Ten controversial opinions about medical AI

So, would you believe that in over 3 years of blogging, I have never done a low-effort, low-information, clickbait post? Bizarre, I know, but that changes today.

Honestly though, I’ve wanted to put together a list like this for a while. I’ve had a lot of twitter discussions around these topics, and these are all things I believe strongly but other clever people disagree with. So here you are, a list of opinions I hold that are more or less outside the common consensus.

Non-standard disclaimer: this post is all my personal opinion, with very little evidence. Take with salt for best results.

  1. Open data is not necessarily good. Data is the main competitive advantage a company has to bring a product to market (which costs millions of dollars). If they don’t have this advantage, they have a much less certain return on investment. Why spend millions on a product that anyone can build? Open data could actually slow the pace of progress, where we end up with lots of research papers but no products. Open data is also is a terrible thing for generalisability, as everyone overfits massively to “be the best” on public datasets.tenor
    I’m not giving up my first mover advantage.
  2. “Normal vs abnormal” is a terrible task to train a model for. The abnormal class is so broad and diverse that your data will never cover it well, and your ability to notice rare subgroup errors will be very low (since you wont have any cases). I expect a huge spike in the rate of missed bone tumours if anyone brings an “normal chest xray” detector to market.tumblr_m7fmdyrbie1r5lk54o2_500
    Exactly Ford. Without the darkness, how would we recognise the light?
  3. “Artificial intelligence” is a great term. We all know what it means, it brings in interest and money to the field, and frankly what we do is magic* so let’s just run with it.
    Which is more magical, magitech or technomagic?
  4. Deep learning is pretty useless for EHR data. Not only is deep learning meh with unstructured** data like EHR records, but I don’t see any reason to expect breakthroughs. Deep learning works in images, text, sound, and so on because it looks for a very narrow subset of possible features (i.e., those with spatial relationships). EHR data has no internal structure^, so DL is no better than simpler ML models.
  5. End-user interpretability is over-rated. If your model works, most doctors will gleefully and immediately cede all related decision making to the AI, without the need for intepretability tools. At best, interpretability methods will provide a (false?) sense of security to clinicians^^. That said, faux-interpretable systems will probably sell better to CIOs trying to look “safety first”, so  the current practice of adding heatmaps to everything makes a certain amount of cynical sense.

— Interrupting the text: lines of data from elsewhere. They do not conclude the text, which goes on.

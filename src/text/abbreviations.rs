use crate::memory::Memory;

/// Number of abbreviation entries (three banks of 32)
pub const ABBREVIATION_COUNT: usize = 96;

/// Word-address lookup for abbreviation strings
pub trait AbbreviationsTable {
    /// Word address of entry `entry` (0..95)
    fn word_address(&self, memory: &dyn Memory, entry: usize) -> usize;

    fn byte_address(&self, memory: &dyn Memory, entry: usize) -> usize {
        self.word_address(memory, entry) * 2
    }
}

/// The abbreviations table named by header word 0x18
#[derive(Debug, Clone, Copy, PartialEq, Eq)]
pub struct Abbreviations {
    address: usize,
}

impl Abbreviations {
    pub fn new(address: usize) -> Self {
        Abbreviations { address }
    }

    pub fn address(&self) -> usize {
        self.address
    }
}

impl AbbreviationsTable for Abbreviations {
    fn word_address(&self, memory: &dyn Memory, entry: usize) -> usize {
        memory.read_u16(self.address + entry * 2) as usize
    }
}

#[cfg(test)]
mod tests {
    use super::*;
    use crate::memory::DefaultMemory;

    #[test]
    fn test_entry_lookup() {
        let mut memory = DefaultMemory::with_size(0x200);
        memory.write_u16(0x40 + 2 * 33, 0x80);
        let abbreviations = Abbreviations::new(0x40);
        assert_eq!(abbreviations.word_address(&memory, 33), 0x80);
        assert_eq!(abbreviations.byte_address(&memory, 33), 0x100);
    }
}
impl PortableGameState {
    pub fn new() -> Self {
        Self::default()
    }

    pub fn is_empty(&self) -> bool {
        self.state.is_none()
    }

    pub fn state(&self) -> Option<&SavedState> {
        self.state.as_ref()
    }

    /// Record the machine as it stands, resuming at `pc`
    pub fn capture_machine_state(&mut self, vm: &VM, pc: u32) {
        let memory = &vm.game.memory;
        let dynamic = &memory.as_slice()[..vm.game.dynamic_size()];

        let mut frames = Vec::with_capacity(vm.call_stack.len());
        for (i, frame) in vm.call_stack.iter().enumerate() {
            let stack_end = vm
                .call_stack
                .get(i + 1)
                .map(|next| next.stack_base)
                .unwrap_or(vm.stack.len());
            frames.push(StackFrame {
                return_pc: frame.return_pc,
                return_variable: frame.return_store,
                num_args: frame.num_args,
                locals: frame.locals[..frame.num_locals as usize].to_vec(),
                stack: vm.stack[frame.stack_base..stack_end].to_vec(),
            });
        }

        debug!(
            "Captured state at pc {:#06x}: {} bytes of dynamic memory, {} frames",
            pc,
            dynamic.len(),
            frames.len()
        );
        self.state = Some(SavedState {
            release: memory.release(),
            serial: memory.serial_bytes(),
            checksum: memory.checksum(),
            pc,
            memory: MemorySnapshot::Uncompressed(dynamic.to_vec()),
            frames,
        });
    }

    /// Build the IFZS form
    ///
    /// With a `reference` image, memory is written as a CMem delta against
    /// it; otherwise as UMem.
    pub fn export_to_form_chunk(&self, reference: Option<&[u8]>) -> Result<FormChunk, SaveError> {
        let state = self.state.as_ref().ok_or(SaveError::Empty)?;

        let mut form = FormChunk::new(b"IFZS");
        let header = IFhdChunk {
            release: state.release,
            serial: state.serial,
            checksum: state.checksum,
            pc: state.pc,
        };
        form.add_chunk(b"IFhd", header.to_bytes());

        match (&state.memory, reference) {
            (MemorySnapshot::Uncompressed(bytes), Some(original)) => {
                form.add_chunk(b"CMem", compress_memory(bytes, original)?)
            }
            (MemorySnapshot::Uncompressed(bytes), None) => form.add_chunk(b"UMem", bytes.clone()),
            (MemorySnapshot::Compressed(bytes), Some(original)) => {
                // re-delta in case the reference differs from the one read
                let expanded = decompress_memory(bytes, original)?;
                form.add_chunk(b"CMem", compress_memory(&expanded, original)?)
            }
            (MemorySnapshot::Compressed(bytes), None) => form.add_chunk(b"CMem", bytes.clone()),
        }

        form.add_chunk(b"Stks", encode_frames(&state.frames));
        Ok(form)
    }

    /// Load a state from a parsed save file
    ///
    /// On error the current contents are kept.
    pub fn read_save_game(&mut self, form: &FormChunk) -> Result<(), SaveError> {
        if &form.form_type != b"IFZS" {
            return Err(SaveError::WrongFormType(
                String::from_utf8_lossy(&form.form_type).into_owned(),
            ));
        }
        let header = form
            .sub_chunk(b"IFhd")
            .ok_or(SaveError::MissingChunk("IFhd"))?;
        let header = IFhdChunk::from_bytes(&header.data)?;

        let memory = if let Some(chunk) = form.sub_chunk(b"CMem") {
            MemorySnapshot::Compressed(chunk.data.clone())
        } else if let Some(chunk) = form.sub_chunk(b"UMem") {
            MemorySnapshot::Uncompressed(chunk.data.clone())
        } else {
            return Err(SaveError::MissingChunk("CMem or UMem"));
        };

        let stacks = form
            .sub_chunk(b"Stks")
            .ok_or(SaveError::MissingChunk("Stks"))?;
        let frames = decode_frames(&stacks.data)?;

        for chunk in &form.chunks {
            match &chunk.id {
                b"IFhd" | b"CMem" | b"UMem" | b"Stks" => {}
                _ => debug!("Ignoring {} chunk", chunk.id_str()),
            }
        }

        self.state = Some(SavedState {
            release: header.release,
            serial: header.serial,
            checksum: header.checksum,
            pc: header.pc,
            memory,
            frames,
        });
        Ok(())
    }

    /// Overwrite the machine with this state
    ///
    /// Nothing is changed unless the whole state checks out against the
    /// running story.
    pub fn transfer_state_to_machine(&self, vm: &mut VM) -> Result<(), SaveError> {
        let state = self.state.as_ref().ok_or(SaveError::Empty)?;
        let game = &vm.game;

        if state.release != game.memory.release()
            || state.serial != game.memory.serial_bytes()
            || state.checksum != game.memory.checksum()
        {
            warn!(
                "Save is for release {} serial {}, story is release {} serial {}",
                state.release,
                state.serial_string(),
                game.memory.release(),
                game.memory.serial_number()
            );
            return Err(SaveError::StoryMismatch {
                saved_release: state.release,
                saved_serial: state.serial_string(),
                release: game.memory.release(),
                serial: game.memory.serial_number(),
            });
        }

        let dynamic = state.memory.expand(game.original_dynamic())?;
        let (stack, call_stack) =
            rebuild_stacks(&state.frames, game.version, vm.stack_limit())?;

        // the transcript and fixed-font bits belong to the interpreter
        let flags2 = vm.game.memory.flags2() & 0x0003;
        vm.game.memory.copy_bytes_from_array(&dynamic, 0);
        configure_header(&mut vm.game.memory, &vm.game.config);
        let value = (vm.game.memory.flags2() & !0x0003) | flags2;
        vm.game.memory.write_u16(FLAGS2, value);

        vm.stack = stack;
        vm.call_stack = call_stack;
        vm.pc = state.pc;
        info!(
            "Restored state: pc {:#06x}, {} frames, {} stack entries",
            vm.pc,
            vm.call_stack.len(),
            vm.stack.len()
        );
        Ok(())
    }
}

fn rebuild_stacks(
    frames: &[StackFrame],
    version: u8,
    stack_limit: usize,
) -> Result<(Vec<u16>, Vec<CallFrame>), SaveError> {
    // only V6 stories may run without the dummy main frame
    if frames.is_empty() && version != 6 {
        return Err(SaveError::Malformed {
            chunk: "Stks",
            reason: "no frames".to_string(),
        });
    }
    let mut stack = Vec::new();
    let mut call_stack = Vec::with_capacity(frames.len());

    for (i, frame) in frames.iter().enumerate() {
        if frame.locals.len() > MAX_LOCALS {
            return Err(SaveError::Malformed {
                chunk: "Stks",
                reason: format!("frame {} has {} locals", i, frame.locals.len()),
            });
        }
        let mut locals = [0u16; MAX_LOCALS];
        locals[..frame.locals.len()].copy_from_slice(&frame.locals);
        call_stack.push(CallFrame {
            return_pc: frame.return_pc,
            return_store: frame.return_variable,
            num_args: frame.num_args.min(frame.locals.len() as u8),
            num_locals: frame.locals.len() as u8,
            locals,
            stack_base: stack.len(),
        });
        stack.extend_from_slice(&frame.stack);
    }

    if stack.len() > stack_limit {
        return Err(SaveError::Malformed {
            chunk: "Stks",
            reason: format!(
                "{} stack entries exceed the limit of {}",
                stack.len(),
                stack_limit
            ),
        });
    }
    Ok((stack, call_stack))
}
#![deny(
    unsafe_code,
    missing_docs,
    dead_code,
    unused_results,
    non_snake_case,
    unreachable_pub
)]

//! Per-tick pipeline that drives every Skirmish system against the world.
//!
//! The engine owns the authoritative [`World`] together with one instance of
//! each system. [`Engine::per_tick_update`] advances the clock, rebuilds
//! perception, resolves support reservations, runs the decision waterfall,
//! resolves combat and finally dispatches death signals before rescoring the
//! strategist. Every phase reads fresh views of the world; only the world
//! mutates state, and it does so exclusively through [`Command`] values.

use std::{fmt, time::Duration};

use serde::Deserialize;
use skirmish_core::{Command, Event, TeamId, TickContext, UnitDeath, UnitIntent};
use skirmish_system_combat::Combat;
use skirmish_system_navigation::NavigationTuning;
use skirmish_system_perception::{Perception, PerceptionTuning};
use skirmish_system_strategy::{StrategyTuning, Strategist, TeamOutlook};
use skirmish_system_support::{SupportResolver, SupportTuning};
use skirmish_system_tactics::{TacticalInputs, Tactics, TacticsTuning};
use skirmish_world::{self as world, query, World};
use tracing::{debug, info_span};

pub use skirmish_system_strategy::TacticalMode;

/// Tuning for every system driven by the engine.
#[derive(Clone, Debug, Default, PartialEq, Deserialize)]
#[serde(default)]
pub struct EngineTuning {
    /// Perception aggregator tuning.
    pub perception: PerceptionTuning,
    /// Pathfinder and waypoint follower tuning.
    pub navigation: NavigationTuning,
    /// Support resolver tuning.
    pub support: SupportTuning,
    /// Decision waterfall tuning.
    pub tactics: TacticsTuning,
    /// Strategist tuning.
    pub strategy: StrategyTuning,
}

/// Callback invoked once for every unit that dies.
pub type DeathHook = Box<dyn FnMut(&UnitDeath)>;

/// Owns the world and every system, and runs them in a fixed order.
pub struct Engine {
    world: World,
    perception: Perception,
    support: SupportResolver,
    tactics: Tactics,
    combat: Combat,
    strategist: Strategist,
    hooks: Vec<DeathHook>,
    events: Vec<Event>,
    commands: Vec<Command>,
    intents: Vec<UnitIntent>,
}

impl Engine {
    /// Creates an engine around `world`, seeding the strategist with `seed`.
    #[must_use]
    pub fn new(world: World, tuning: EngineTuning, seed: u64) -> Self {
        let EngineTuning {
            perception,
            navigation,
            support,
            tactics,
            strategy,
        } = tuning;
        Self {
            world,
            perception: Perception::new(perception),
            support: SupportResolver::new(support),
            tactics: Tactics::new(tactics, navigation),
            combat: Combat::new(),
            strategist: Strategist::new(strategy, seed),
            hooks: Vec::new(),
            events: Vec::new(),
            commands: Vec::new(),
            intents: Vec::new(),
        }
    }

    /// Read-only access to the authoritative world.
    #[must_use]
    pub fn world(&self) -> &World {
        &self.world
    }

    /// Support reservations resolved on the most recent tick.
    #[must_use]
    pub fn support(&self) -> &SupportResolver {
        &self.support
    }

    /// Mode the strategist picked for the team on the most recent tick.
    #[must_use]
    pub fn tactical_mode(&self, team: TeamId) -> Option<TacticalMode> {
        self.strategist.mode(team)
    }

    /// Registers a hook that runs once for every death, in registration order.
    pub fn on_unit_died(&mut self, hook: DeathHook) {
        self.hooks.push(hook);
    }

    /// Applies an external command, dispatching any death it causes.
    pub fn apply(&mut self, command: Command, out_events: &mut Vec<Event>) {
        let start = out_events.len();
        world::apply(&mut self.world, command, out_events);
        dispatch_deaths(
            &out_events[start..],
            &mut self.support,
            &mut self.tactics,
            &mut self.hooks,
        );
    }

    /// Runs the full pipeline once and returns the intents, sorted by unit id.
    pub fn per_tick_update(&mut self, dt: Duration) -> Vec<UnitIntent> {
        self.events.clear();
        world::apply(&mut self.world, Command::Tick { dt }, &mut self.events);
        let context = TickContext::new(query::tick_index(&self.world), dt);
        let span = info_span!("tick", tick = context.tick());
        let _entered = span.enter();

        let units = query::unit_view(&self.world);
        let perception = self
            .perception
            .update(&units, query::tile_grid(&self.world));
        self.support.resolve(context, &units);

        let inputs = TacticalInputs {
            units: &units,
            terrain: query::terrain_view(&self.world),
            perception: &perception,
            support: &self.support,
        };
        self.tactics.handle(context, &inputs, &mut self.intents);

        for intent in &self.intents {
            world::apply(
                &mut self.world,
                Command::SteerUnit {
                    unit: intent.unit,
                    velocity: intent.velocity,
                },
                &mut self.events,
            );
            world::apply(
                &mut self.world,
                Command::SetTarget {
                    unit: intent.unit,
                    target: intent.attack,
                },
                &mut self.events,
            );
        }

        self.commands.clear();
        self.combat
            .handle(context, &query::unit_view(&self.world), &mut self.commands);
        for command in self.commands.drain(..) {
            world::apply(&mut self.world, command, &mut self.events);
        }

        dispatch_deaths(
            &self.events,
            &mut self.support,
            &mut self.tactics,
            &mut self.hooks,
        );

        let survivors = query::unit_view(&self.world);
        let outlooks: Vec<TeamOutlook> = query::teams(&self.world)
            .into_iter()
            .filter_map(|team| {
                TeamOutlook::measure(
                    team,
                    &survivors,
                    query::treasury(&self.world, team),
                    perception.base_danger(team),
                )
            })
            .collect();
        self.strategist.update(context, &outlooks);

        self.intents.clone()
    }
}

impl fmt::Debug for Engine {
    fn fmt(&self, f: &mut fmt::Formatter<'_>) -> fmt::Result {
        f.debug_struct("Engine")
            .field("world", &self.world)
            .field("support", &self.support)
            .field("tactics", &self.tactics)
            .field("strategist", &self.strategist)
            .field("hooks", &self.hooks.len())
            .finish_non_exhaustive()
    }
}

fn dispatch_deaths(
    events: &[Event],
    support: &mut SupportResolver,
    tactics: &mut Tactics,
    hooks: &mut [DeathHook],
) {
    for event in events {
        let Event::UnitDied(death) = event else {
            continue;
        };
        debug!(
            unit = death.unit.get(),
            killer_team = death.killer_team.get(),
            hooks = hooks.len(),
            "dispatching death"
        );
        support.forget(death.unit);
        tactics.forget(death.unit);
        for hook in hooks.iter_mut() {
            hook(death);
        }
    }
}
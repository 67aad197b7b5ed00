//! Distance bands and formation points shared by the behavior branches.

use std::f32::consts::TAU;

use glam::Vec2;
use skirmish_core::direction_between;

use crate::{Movement, TacticsTuning};

/// Holds inside `[backoff, optimal]` of the enemy, otherwise moves to the
/// point at `optimal` distance on the line between the two.
pub(crate) fn engage(from: Vec2, enemy: Vec2, optimal: f32, backoff: f32) -> Movement {
    let distance = from.distance(enemy);
    if distance >= backoff && distance <= optimal {
        return Movement::Hold;
    }
    // Standing exactly on the enemy counts as arrived.
    direction_between(enemy, from)
        .map_or(Movement::Hold, |away| Movement::MoveTo(enemy + away * optimal))
}

/// Point `distance` away from `anchor` on the side facing away from `threat`.
///
/// Without a threat the point lies between the anchor and `from`.
pub(crate) fn behind(anchor: Vec2, threat: Option<Vec2>, from: Vec2, distance: f32) -> Vec2 {
    let away = threat
        .and_then(|threat| direction_between(threat, anchor).ok())
        .or_else(|| direction_between(anchor, from).ok())
        .unwrap_or(Vec2::X);
    anchor + away * distance
}

/// Keeps a unit near its anchor while it trades fire with an optional enemy.
///
/// Anchor distance takes precedence: a unit outside the anchor band always
/// returns to the formation point first. Steps toward or away from the enemy
/// are refused when they would break the leash.
pub(crate) fn hold_formation(
    from: Vec2,
    anchor: Vec2,
    formation: Vec2,
    enemy: Option<Vec2>,
    range: f32,
    tuning: &TacticsTuning,
) -> Movement {
    let to_anchor = from.distance(anchor);
    let inner = tuning.support_ideal - tuning.support_inner_tolerance;
    let outer = tuning.support_ideal + tuning.support_outer_tolerance;
    if to_anchor < inner || to_anchor > outer {
        return Movement::MoveTo(formation);
    }

    let Some(enemy) = enemy else {
        return Movement::Hold;
    };
    let optimal = range * tuning.enemy_optimal_fraction;
    let backoff = optimal * tuning.enemy_backoff_fraction;
    let distance = from.distance(enemy);

    let step = if distance < backoff {
        direction_between(enemy, from).map(|away| away * tuning.positioning_step)
    } else if distance > optimal {
        let length = tuning.positioning_step.min(distance - optimal);
        direction_between(from, enemy).map(|toward| toward * length)
    } else {
        return Movement::Hold;
    };

    match step {
        Ok(offset) if (from + offset).distance(anchor) <= tuning.support_leash => {
            Movement::MoveTo(from + offset)
        }
        _ => Movement::Hold,
    }
}

/// Keeps `point` within `leash` of `center`.
pub(crate) fn leashed(point: Vec2, center: Vec2, leash: f32) -> Vec2 {
    if point.distance(center) <= leash {
        return point;
    }
    direction_between(center, point).map_or(center, |outward| center + outward * leash)
}

/// Slot `index` of `count` evenly spaced around `focal`, starting on the side
/// facing `centroid`.
pub(crate) fn ring_slot(focal: Vec2, centroid: Vec2, index: usize, count: usize, radius: f32) -> Vec2 {
    let facing = centroid - focal;
    let base_angle = facing.y.atan2(facing.x);
    let share = index as f32 / count.max(1) as f32;
    let angle = base_angle + share * TAU;
    focal + Vec2::new(angle.cos(), angle.sin()) * radius
}
use std::{collections::BTreeMap, time::Duration};

use glam::Vec2;
use skirmish_core::{Command, TeamId, TickContext, UnitCategory, UnitId, UnitStats};
use skirmish_system_support::SupportResolver;
use skirmish_world::{self as world, query, World};

fn spawn(world: &mut World, team: u8, category: UnitCategory, x: f32, y: f32) {
    let mut events = Vec::new();
    world::apply(
        world,
        Command::SpawnUnit {
            team: TeamId::new(team),
            category,
            position: Vec2::new(x, y),
            stats: UnitStats::for_category(category, 32.0),
        },
        &mut events,
    );
    assert_eq!(events.len(), 1, "spawn at ({x}, {y}) was refused");
}

fn context(tick: u64) -> TickContext {
    TickContext::new(tick, Duration::from_millis(100))
}

#[test]
fn reservation_to_an_ally_in_combat_is_kept() {
    let mut world = World::new();
    spawn(&mut world, 0, UnitCategory::Melee, 200.0, 200.0);
    spawn(&mut world, 0, UnitCategory::Melee, 520.0, 200.0);
    spawn(&mut world, 0, UnitCategory::Ranged, 220.0, 300.0);
    spawn(&mut world, 0, UnitCategory::Ranged, 500.0, 300.0);
    spawn(&mut world, 1, UnitCategory::Melee, 200.0, 100.0);
    spawn(&mut world, 1, UnitCategory::Melee, 560.0, 120.0);

    let mut resolver = SupportResolver::default();
    let units = query::unit_view(&world);
    resolver.resolve(context(0), &units);
    let first: Vec<_> = resolver.assignments().collect();
    assert_eq!(first.len(), 2);
    assert!(first.iter().all(|(_, assignment)| assignment.active));

    for tick in 1..20 {
        resolver.resolve(context(tick), &units);
        let again: Vec<_> = resolver.assignments().collect();
        assert_eq!(again, first, "reservations changed on tick {tick}");
    }
}

#[test]
fn idle_allies_share_supporters_evenly() {
    let mut world = World::new();
    for column in 0..3 {
        spawn(&mut world, 0, UnitCategory::Melee, 100.0 + 250.0 * column as f32, 100.0);
    }
    for index in 0..7 {
        spawn(&mut world, 0, UnitCategory::Ranged, 60.0 + 90.0 * index as f32, 600.0);
    }

    let mut resolver = SupportResolver::default();
    resolver.resolve(context(0), &query::unit_view(&world));

    let chosen: Vec<(u32, u32)> = resolver
        .assignments()
        .map(|(unit, assignment)| (unit.get(), assignment.ally.get()))
        .collect();
    assert_eq!(
        chosen,
        vec![(3, 0), (4, 1), (5, 2), (6, 1), (7, 2), (8, 0), (9, 2)]
    );

    let mut counts: BTreeMap<UnitId, u32> = BTreeMap::new();
    for (_, assignment) in resolver.assignments() {
        *counts.entry(assignment.ally).or_default() += 1;
    }
    assert_eq!(
        counts,
        BTreeMap::from([(UnitId::new(0), 2), (UnitId::new(1), 2), (UnitId::new(2), 3)])
    );
    for (ally, count) in &counts {
        assert_eq!(resolver.reservations(*ally), *count);
    }
}

#[test]
fn reservations_survive_movement_without_deaths() {
    let mut world = World::new();
    spawn(&mut world, 0, UnitCategory::Melee, 100.0, 100.0);
    spawn(&mut world, 0, UnitCategory::Melee, 400.0, 100.0);
    spawn(&mut world, 0, UnitCategory::Ranged, 250.0, 300.0);

    let mut resolver = SupportResolver::default();
    resolver.resolve(context(0), &query::unit_view(&world));
    let reserved = resolver.assignment(UnitId::new(2)).map(|entry| entry.ally);
    assert!(reserved.is_some());

    let mut events = Vec::new();
    world::apply(
        &mut world,
        Command::SteerUnit {
            unit: UnitId::new(2),
            velocity: Vec2::new(50.0, 0.0),
        },
        &mut events,
    );
    for tick in 1..10 {
        world::apply(
            &mut world,
            Command::Tick {
                dt: Duration::from_millis(100),
            },
            &mut events,
        );
        resolver.resolve(context(tick), &query::unit_view(&world));
        assert_eq!(
            resolver.assignment(UnitId::new(2)).map(|entry| entry.ally),
            reserved
        );
    }
}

    ezgif.com-add-text (4)

    I can bill for it as a separate item.
  6. No medical advance is going to be achieved by a team who has designed a fancy new model for the task. Anyone using some home-spun model instead of an off-the-shelf dense/res/u-/inception network etc. is doing machine learning research, not medical research. The very process of building and tuning your own model means you will almost certainly overfit to your particular data, which is anathema to good medical systems. I’m actively skeptical of results in medical data where a novel architecture is used.
  7. Releasing public code is not particularly relevant in medical AI research. It doesn’t improve reproducibility for high performance systems, because without an equally good (but different) dataset we can’t actually validate the results. Even with shared data, running the same code on the same data only proves they didn’t make the results up.giphy
    I mean, I’d sell my soul for an AUC like that.
  8. Vision is done and dusted. Computer vision models aren’t going to get a lot better in terms of performance. We will slowly see improvements in data efficiency and semi-supervised learning, but pretty much any visual task can be performed at human or superhuman level given enough effort and data. We are at Bayes error.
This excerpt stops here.